Segment Start: Data listing

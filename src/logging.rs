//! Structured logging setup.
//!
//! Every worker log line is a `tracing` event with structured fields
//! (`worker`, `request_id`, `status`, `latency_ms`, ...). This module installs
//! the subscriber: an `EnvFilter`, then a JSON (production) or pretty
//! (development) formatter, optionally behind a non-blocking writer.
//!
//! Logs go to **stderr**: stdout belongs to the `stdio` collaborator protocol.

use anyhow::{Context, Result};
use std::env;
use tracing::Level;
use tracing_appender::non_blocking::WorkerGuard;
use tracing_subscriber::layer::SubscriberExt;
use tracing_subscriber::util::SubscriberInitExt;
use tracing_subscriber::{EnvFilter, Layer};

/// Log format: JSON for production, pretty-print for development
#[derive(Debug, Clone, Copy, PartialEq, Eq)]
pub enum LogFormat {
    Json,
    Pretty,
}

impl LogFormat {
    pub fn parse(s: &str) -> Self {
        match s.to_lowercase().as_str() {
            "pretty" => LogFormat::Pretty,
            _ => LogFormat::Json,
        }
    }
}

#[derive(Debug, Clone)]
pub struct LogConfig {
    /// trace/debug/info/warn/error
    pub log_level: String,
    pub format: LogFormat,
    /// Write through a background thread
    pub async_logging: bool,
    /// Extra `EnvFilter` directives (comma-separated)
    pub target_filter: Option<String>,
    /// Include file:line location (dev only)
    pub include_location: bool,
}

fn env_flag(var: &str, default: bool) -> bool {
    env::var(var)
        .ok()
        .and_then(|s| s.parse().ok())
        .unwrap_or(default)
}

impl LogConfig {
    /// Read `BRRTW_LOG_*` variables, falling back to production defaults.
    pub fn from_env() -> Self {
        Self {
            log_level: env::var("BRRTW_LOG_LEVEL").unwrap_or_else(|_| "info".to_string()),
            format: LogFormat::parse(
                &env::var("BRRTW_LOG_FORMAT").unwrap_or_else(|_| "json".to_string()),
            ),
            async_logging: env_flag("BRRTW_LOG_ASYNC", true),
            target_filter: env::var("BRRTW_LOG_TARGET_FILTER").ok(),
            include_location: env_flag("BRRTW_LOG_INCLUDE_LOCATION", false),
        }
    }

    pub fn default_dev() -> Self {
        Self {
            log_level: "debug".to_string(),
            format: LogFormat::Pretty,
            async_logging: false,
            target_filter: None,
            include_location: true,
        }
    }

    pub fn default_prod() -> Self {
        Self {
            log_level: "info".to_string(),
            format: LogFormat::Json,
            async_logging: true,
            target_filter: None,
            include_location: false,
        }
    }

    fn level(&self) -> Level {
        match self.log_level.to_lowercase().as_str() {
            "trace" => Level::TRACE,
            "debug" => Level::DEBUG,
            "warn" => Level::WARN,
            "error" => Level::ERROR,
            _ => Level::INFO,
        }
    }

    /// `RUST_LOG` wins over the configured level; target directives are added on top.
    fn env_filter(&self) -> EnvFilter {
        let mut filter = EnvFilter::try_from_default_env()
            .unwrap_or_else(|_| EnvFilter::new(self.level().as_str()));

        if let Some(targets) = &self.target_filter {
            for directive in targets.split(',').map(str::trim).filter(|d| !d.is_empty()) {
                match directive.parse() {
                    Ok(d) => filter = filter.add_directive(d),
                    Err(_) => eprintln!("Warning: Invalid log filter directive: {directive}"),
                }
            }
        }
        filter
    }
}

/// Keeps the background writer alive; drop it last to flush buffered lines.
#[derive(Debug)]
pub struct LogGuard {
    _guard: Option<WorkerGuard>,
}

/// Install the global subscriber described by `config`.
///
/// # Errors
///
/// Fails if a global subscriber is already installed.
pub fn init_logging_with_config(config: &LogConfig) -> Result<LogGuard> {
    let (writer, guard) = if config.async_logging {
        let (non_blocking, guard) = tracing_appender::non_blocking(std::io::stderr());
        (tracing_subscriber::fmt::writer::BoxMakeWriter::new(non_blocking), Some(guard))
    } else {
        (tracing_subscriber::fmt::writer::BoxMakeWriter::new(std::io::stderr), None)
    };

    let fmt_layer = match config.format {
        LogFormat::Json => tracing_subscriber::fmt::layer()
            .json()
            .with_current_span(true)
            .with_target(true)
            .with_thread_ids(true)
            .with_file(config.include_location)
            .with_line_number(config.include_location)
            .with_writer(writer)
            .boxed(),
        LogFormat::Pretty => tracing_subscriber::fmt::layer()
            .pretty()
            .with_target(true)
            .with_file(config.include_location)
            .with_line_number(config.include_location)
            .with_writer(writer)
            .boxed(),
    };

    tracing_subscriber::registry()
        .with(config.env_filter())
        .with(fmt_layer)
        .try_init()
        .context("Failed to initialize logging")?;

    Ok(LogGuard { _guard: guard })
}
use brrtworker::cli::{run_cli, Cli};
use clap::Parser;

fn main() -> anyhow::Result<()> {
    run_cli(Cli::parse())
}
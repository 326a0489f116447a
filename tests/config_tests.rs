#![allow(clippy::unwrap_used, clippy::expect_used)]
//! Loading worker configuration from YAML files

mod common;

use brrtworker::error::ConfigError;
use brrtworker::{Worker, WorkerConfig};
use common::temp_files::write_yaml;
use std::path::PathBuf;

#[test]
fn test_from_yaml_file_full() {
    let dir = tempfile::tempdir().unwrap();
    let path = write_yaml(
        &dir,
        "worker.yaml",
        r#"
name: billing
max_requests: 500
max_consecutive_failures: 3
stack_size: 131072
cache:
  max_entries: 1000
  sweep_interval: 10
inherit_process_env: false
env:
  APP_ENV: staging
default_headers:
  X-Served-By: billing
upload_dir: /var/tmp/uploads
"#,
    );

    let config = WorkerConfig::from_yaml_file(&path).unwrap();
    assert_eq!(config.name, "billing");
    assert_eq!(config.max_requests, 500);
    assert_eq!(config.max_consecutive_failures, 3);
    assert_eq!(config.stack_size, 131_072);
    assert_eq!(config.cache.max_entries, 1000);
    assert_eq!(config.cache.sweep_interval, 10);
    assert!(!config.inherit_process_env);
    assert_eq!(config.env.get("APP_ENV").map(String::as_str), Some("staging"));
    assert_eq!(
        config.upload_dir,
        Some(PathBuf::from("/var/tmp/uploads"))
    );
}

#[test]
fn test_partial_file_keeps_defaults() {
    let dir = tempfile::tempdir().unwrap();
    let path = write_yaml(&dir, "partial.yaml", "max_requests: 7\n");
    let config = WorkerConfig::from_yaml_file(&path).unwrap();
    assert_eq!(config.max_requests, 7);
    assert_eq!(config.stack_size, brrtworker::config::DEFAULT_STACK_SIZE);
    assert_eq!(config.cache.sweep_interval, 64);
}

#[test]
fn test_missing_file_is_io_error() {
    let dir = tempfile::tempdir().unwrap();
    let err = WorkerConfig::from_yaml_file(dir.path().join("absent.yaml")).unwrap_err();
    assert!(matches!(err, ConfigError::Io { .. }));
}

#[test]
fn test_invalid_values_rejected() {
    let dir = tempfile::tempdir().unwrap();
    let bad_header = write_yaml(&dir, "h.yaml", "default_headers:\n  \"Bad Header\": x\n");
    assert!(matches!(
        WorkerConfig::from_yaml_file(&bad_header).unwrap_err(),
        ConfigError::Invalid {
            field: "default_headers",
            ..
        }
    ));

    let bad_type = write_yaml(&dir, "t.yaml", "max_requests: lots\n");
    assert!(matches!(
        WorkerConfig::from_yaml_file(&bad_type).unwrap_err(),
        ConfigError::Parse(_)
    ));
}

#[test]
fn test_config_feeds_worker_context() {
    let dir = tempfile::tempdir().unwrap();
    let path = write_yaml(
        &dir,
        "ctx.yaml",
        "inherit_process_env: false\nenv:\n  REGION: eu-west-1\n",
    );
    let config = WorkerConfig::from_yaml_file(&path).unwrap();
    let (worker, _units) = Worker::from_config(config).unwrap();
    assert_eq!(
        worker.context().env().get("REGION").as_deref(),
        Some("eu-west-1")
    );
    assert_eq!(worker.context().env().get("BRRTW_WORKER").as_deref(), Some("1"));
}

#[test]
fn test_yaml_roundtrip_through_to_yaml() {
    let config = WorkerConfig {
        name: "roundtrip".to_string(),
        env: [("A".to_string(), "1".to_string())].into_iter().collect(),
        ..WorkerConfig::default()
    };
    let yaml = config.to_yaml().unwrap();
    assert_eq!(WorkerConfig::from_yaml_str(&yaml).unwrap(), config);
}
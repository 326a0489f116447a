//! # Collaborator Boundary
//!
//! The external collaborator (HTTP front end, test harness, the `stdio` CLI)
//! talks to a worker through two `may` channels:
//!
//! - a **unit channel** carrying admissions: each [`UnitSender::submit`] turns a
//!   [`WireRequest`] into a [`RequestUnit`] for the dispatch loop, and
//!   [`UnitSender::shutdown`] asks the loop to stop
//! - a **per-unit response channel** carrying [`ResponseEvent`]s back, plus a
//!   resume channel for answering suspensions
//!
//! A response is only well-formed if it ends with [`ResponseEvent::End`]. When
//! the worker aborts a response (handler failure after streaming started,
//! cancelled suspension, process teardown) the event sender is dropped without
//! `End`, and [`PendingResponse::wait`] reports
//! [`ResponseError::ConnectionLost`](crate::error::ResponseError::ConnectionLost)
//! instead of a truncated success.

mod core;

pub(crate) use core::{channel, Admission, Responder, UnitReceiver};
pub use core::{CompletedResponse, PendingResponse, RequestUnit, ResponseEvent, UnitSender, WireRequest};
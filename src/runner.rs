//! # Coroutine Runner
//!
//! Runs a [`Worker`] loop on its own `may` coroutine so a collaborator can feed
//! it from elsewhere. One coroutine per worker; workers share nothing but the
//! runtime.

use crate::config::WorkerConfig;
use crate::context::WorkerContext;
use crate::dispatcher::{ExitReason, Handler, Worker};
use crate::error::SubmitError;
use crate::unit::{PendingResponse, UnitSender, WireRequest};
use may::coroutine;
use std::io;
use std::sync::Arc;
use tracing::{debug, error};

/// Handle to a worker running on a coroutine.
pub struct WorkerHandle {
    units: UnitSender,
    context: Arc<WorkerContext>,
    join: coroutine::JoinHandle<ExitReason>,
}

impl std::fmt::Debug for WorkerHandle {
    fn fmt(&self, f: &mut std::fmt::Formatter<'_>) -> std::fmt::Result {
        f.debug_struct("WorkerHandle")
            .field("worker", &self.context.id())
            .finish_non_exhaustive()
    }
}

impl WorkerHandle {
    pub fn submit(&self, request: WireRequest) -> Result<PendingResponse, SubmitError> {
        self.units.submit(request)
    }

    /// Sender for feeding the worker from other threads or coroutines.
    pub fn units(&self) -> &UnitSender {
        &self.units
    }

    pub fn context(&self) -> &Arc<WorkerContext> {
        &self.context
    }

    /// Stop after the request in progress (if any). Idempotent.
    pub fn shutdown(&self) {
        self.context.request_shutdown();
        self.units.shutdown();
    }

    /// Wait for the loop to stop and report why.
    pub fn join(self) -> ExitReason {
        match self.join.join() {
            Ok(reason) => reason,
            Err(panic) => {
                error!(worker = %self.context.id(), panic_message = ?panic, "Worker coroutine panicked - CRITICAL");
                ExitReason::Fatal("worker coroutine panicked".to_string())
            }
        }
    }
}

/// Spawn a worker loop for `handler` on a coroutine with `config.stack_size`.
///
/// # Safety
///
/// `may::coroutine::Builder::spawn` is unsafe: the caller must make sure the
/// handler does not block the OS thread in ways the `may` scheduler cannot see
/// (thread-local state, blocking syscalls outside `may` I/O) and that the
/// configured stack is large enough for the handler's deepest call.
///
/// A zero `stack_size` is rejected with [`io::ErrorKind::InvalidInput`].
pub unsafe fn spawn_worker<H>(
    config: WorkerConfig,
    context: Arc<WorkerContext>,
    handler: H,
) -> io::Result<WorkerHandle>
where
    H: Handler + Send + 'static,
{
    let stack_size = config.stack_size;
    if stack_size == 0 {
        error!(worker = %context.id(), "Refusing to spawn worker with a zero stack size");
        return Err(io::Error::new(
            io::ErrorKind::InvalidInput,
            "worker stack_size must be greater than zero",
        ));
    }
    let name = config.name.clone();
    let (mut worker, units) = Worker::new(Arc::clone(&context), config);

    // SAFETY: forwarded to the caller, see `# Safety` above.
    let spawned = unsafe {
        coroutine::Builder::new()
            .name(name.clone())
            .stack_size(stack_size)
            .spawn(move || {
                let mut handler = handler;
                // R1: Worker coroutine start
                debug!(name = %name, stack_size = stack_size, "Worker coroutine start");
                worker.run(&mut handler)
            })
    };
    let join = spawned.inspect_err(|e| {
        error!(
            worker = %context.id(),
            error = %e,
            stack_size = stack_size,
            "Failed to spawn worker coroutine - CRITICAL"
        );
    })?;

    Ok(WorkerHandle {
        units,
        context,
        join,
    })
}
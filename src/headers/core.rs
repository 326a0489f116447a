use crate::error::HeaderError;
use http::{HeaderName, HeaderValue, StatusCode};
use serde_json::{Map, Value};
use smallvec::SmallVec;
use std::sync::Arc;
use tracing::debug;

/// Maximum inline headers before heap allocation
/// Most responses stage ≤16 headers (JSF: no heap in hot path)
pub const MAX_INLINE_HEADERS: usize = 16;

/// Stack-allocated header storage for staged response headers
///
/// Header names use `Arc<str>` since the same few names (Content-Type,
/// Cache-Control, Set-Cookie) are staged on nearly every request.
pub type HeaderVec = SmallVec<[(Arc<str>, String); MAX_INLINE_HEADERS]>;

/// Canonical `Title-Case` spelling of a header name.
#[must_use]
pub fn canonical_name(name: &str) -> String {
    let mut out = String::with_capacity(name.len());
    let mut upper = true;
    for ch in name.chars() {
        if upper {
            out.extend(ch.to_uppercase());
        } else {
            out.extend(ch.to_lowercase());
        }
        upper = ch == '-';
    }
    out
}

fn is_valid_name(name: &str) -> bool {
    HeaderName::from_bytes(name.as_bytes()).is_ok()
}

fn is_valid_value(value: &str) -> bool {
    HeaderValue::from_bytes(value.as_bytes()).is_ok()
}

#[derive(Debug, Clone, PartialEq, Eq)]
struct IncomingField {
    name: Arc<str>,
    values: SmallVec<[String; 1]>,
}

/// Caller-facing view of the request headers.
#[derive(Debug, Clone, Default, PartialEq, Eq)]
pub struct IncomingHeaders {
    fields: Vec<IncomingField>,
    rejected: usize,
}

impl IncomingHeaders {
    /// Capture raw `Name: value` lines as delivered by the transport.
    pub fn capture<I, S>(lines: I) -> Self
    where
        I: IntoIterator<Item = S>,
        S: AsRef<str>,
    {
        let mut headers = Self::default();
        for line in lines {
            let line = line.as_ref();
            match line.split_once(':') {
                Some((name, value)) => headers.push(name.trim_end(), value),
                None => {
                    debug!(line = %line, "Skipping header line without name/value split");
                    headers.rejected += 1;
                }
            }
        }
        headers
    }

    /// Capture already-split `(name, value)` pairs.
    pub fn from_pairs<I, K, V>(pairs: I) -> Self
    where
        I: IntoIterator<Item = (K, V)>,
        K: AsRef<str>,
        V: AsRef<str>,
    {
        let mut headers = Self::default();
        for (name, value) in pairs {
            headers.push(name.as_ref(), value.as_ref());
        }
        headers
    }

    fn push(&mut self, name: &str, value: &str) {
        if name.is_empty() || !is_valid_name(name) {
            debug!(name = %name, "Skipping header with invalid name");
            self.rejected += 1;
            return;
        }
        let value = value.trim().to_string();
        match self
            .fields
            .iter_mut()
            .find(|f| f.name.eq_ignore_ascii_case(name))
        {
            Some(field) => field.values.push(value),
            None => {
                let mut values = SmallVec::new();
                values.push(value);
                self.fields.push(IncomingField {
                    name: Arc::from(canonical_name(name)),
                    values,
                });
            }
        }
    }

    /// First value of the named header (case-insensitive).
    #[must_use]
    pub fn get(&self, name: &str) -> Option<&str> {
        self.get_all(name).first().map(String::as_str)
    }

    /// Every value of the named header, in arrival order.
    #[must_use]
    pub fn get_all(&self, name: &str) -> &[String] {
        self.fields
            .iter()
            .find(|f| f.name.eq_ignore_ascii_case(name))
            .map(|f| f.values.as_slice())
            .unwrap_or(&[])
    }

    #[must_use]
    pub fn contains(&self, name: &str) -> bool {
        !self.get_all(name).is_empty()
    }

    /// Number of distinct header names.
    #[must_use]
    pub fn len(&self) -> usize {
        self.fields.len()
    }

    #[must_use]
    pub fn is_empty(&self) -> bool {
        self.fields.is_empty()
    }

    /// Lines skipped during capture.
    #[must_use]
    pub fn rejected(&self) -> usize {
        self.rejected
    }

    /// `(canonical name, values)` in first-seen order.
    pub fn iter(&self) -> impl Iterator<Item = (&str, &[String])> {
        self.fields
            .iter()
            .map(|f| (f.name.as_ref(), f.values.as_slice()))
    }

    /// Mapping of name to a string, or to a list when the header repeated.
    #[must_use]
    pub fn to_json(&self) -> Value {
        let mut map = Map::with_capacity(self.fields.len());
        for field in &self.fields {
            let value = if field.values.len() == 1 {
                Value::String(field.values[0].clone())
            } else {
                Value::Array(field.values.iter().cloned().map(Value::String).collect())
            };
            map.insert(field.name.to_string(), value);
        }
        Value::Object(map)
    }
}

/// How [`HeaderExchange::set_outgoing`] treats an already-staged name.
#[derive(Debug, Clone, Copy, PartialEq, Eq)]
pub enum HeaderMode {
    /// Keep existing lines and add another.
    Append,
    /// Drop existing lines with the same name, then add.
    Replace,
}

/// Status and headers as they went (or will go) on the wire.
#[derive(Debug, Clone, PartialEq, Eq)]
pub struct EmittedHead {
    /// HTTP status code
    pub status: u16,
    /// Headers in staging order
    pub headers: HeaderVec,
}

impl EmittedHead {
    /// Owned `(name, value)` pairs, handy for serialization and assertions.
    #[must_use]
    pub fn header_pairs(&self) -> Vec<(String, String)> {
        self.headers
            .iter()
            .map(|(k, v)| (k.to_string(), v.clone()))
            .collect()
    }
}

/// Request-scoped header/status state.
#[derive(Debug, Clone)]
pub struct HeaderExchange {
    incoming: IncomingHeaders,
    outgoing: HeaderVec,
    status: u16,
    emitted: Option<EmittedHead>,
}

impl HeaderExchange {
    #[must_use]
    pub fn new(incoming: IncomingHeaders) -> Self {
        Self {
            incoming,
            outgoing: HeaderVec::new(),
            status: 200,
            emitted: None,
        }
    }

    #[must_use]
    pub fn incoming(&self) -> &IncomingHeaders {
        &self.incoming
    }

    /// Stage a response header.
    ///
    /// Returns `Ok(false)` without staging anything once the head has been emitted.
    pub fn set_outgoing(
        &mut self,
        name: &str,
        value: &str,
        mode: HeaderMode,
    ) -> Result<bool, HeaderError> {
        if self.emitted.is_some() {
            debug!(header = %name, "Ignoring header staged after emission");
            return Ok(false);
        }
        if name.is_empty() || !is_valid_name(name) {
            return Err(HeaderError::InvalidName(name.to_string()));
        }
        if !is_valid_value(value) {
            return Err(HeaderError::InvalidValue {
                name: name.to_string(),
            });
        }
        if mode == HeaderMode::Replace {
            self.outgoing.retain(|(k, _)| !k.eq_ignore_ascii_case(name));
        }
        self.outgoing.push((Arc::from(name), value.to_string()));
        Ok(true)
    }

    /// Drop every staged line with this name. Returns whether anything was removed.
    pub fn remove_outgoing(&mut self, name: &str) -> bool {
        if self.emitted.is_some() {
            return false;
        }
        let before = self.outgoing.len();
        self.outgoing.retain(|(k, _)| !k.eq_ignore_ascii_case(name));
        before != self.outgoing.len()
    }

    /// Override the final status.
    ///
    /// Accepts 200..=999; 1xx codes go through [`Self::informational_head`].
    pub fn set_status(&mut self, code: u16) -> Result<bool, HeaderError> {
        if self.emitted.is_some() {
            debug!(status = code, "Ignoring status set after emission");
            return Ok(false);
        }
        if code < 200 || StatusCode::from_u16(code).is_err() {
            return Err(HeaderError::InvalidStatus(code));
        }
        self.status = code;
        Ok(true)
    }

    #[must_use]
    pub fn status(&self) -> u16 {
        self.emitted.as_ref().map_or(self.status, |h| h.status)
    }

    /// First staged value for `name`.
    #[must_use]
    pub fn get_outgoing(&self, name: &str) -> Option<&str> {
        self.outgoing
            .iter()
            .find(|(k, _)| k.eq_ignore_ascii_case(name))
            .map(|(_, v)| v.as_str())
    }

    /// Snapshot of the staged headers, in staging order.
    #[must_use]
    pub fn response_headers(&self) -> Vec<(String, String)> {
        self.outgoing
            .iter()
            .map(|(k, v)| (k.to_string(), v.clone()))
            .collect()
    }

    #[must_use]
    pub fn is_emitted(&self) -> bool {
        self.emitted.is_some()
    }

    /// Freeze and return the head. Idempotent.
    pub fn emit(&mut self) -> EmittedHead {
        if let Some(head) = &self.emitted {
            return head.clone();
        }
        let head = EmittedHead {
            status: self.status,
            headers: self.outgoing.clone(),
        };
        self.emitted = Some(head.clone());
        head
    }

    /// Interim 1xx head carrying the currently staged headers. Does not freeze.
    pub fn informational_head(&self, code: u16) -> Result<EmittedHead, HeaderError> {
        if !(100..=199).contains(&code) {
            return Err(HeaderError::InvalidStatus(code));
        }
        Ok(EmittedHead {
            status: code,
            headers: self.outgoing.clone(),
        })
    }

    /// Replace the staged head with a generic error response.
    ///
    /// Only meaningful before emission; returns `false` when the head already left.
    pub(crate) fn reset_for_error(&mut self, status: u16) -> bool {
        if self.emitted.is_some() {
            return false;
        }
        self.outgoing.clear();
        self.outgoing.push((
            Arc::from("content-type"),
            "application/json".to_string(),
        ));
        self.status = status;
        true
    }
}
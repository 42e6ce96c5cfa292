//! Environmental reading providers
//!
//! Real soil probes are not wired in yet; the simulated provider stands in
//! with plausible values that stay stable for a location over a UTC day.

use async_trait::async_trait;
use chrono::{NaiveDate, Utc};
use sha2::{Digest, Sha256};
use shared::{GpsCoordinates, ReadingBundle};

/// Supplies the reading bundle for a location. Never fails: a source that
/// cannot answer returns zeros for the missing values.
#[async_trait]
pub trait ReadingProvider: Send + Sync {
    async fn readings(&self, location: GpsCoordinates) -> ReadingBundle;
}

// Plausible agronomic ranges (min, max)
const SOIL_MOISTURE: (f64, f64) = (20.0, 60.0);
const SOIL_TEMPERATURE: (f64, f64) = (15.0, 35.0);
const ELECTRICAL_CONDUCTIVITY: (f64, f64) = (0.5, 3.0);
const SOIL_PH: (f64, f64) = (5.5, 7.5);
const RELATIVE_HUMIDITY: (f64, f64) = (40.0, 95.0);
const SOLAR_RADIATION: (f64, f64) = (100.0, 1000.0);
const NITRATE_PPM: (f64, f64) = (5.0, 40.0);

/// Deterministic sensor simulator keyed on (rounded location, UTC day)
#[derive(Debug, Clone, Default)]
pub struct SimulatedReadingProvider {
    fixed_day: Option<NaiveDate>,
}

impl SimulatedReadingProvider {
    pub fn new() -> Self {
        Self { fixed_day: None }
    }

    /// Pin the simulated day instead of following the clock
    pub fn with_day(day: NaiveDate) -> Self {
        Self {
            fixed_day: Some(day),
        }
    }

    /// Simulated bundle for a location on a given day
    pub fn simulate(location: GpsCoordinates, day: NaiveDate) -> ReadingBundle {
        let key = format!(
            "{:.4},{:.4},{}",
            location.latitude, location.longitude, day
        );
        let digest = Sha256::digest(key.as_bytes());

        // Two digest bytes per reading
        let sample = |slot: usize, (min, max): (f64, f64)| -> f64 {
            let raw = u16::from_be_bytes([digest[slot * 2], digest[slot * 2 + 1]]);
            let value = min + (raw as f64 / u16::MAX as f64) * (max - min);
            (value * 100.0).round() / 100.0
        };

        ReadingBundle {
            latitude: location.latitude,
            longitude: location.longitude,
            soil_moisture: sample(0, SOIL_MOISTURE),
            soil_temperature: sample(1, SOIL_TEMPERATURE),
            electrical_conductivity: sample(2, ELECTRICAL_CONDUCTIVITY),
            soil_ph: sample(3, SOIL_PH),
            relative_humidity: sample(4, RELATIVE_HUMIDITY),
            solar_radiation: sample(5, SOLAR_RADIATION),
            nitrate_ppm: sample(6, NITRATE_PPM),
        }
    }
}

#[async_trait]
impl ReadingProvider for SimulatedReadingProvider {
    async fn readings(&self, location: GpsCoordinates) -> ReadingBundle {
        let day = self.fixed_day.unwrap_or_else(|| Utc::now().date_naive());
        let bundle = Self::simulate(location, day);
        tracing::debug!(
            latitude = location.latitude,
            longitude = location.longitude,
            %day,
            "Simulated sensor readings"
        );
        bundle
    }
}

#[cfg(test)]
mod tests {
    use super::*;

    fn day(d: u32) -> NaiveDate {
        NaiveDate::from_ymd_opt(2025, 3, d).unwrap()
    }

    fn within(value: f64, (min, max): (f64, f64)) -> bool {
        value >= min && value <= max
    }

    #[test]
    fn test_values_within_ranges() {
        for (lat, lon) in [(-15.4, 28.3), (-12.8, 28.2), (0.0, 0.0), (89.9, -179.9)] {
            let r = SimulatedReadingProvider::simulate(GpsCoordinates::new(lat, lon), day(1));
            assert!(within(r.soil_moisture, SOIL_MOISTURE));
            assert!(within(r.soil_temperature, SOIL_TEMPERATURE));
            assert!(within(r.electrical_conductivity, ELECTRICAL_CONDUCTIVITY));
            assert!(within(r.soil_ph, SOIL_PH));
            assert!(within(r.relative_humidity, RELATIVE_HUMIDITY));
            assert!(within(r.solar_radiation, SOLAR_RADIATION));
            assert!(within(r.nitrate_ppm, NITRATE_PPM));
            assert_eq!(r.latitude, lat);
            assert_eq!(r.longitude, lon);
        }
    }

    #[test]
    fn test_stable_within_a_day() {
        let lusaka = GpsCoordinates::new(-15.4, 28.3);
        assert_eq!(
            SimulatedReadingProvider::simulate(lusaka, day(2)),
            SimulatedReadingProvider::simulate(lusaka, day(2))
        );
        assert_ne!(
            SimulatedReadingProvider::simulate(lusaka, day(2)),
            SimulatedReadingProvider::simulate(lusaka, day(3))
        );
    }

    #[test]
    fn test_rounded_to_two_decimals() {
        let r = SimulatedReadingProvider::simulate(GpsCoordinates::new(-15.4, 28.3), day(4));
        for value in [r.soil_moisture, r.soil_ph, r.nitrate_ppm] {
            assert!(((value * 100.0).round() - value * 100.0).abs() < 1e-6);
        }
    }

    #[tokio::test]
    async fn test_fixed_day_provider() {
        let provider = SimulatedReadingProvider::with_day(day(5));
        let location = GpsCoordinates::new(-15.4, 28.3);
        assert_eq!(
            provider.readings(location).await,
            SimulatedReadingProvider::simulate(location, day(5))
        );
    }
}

Segment End: Data listing

Go through the entries and copy every line with "REGION".

        "inherit_process_env: false\nenv:\n  REGION: eu-west-1\n",
        worker.context().env().get("REGION").as_deref(),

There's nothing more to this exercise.